Saved data entries:

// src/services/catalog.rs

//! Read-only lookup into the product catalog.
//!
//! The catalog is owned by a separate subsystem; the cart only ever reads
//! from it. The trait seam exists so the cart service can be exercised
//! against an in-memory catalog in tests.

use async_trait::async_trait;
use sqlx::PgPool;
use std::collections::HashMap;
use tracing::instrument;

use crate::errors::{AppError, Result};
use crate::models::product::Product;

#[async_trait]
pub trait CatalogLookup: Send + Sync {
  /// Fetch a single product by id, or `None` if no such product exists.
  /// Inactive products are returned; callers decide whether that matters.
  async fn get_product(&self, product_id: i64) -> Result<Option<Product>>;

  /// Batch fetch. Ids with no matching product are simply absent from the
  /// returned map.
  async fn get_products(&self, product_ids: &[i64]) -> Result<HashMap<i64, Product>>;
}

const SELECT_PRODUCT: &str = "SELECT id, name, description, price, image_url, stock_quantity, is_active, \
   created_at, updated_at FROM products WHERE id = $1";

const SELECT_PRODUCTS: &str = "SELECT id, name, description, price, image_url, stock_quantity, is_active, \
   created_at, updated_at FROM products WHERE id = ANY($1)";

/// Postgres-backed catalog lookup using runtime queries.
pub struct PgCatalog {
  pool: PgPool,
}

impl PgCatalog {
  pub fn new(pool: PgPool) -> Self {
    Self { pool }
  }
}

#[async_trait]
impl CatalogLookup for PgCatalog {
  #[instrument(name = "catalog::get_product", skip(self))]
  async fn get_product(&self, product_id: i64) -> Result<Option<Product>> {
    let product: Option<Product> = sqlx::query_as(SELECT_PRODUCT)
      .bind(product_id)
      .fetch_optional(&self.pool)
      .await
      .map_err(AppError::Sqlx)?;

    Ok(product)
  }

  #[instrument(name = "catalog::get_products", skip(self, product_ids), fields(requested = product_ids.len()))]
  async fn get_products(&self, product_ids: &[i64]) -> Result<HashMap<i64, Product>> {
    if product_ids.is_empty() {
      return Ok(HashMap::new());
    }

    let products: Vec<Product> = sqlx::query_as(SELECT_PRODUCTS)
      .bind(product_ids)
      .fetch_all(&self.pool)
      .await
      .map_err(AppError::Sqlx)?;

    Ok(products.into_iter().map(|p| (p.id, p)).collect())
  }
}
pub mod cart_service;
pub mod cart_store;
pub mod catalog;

* * *

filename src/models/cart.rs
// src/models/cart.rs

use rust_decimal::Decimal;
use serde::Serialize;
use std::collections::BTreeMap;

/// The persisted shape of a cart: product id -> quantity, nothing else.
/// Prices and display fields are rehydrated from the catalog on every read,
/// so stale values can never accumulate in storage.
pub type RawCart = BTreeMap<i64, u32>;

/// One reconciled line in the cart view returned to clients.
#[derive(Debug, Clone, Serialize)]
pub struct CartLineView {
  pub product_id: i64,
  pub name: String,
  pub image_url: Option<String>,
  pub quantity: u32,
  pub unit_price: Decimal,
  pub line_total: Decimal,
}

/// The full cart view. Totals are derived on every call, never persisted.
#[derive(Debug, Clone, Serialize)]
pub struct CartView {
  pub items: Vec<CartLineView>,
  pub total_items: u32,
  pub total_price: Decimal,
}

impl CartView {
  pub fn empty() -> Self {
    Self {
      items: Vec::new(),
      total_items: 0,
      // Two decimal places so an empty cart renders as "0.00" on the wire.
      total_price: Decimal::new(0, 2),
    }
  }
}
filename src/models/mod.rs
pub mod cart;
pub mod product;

■ **Task goal**:
List every line above containing the word "HashMap".

■ **Written response**:
use std::collections::HashMap;
  async fn get_products(&self, product_ids: &[i64]) -> Result<HashMap<i64, Product>>;
  async fn get_products(&self, product_ids: &[i64]) -> Result<HashMap<i64, Product>> {
      return Ok(HashMap::new());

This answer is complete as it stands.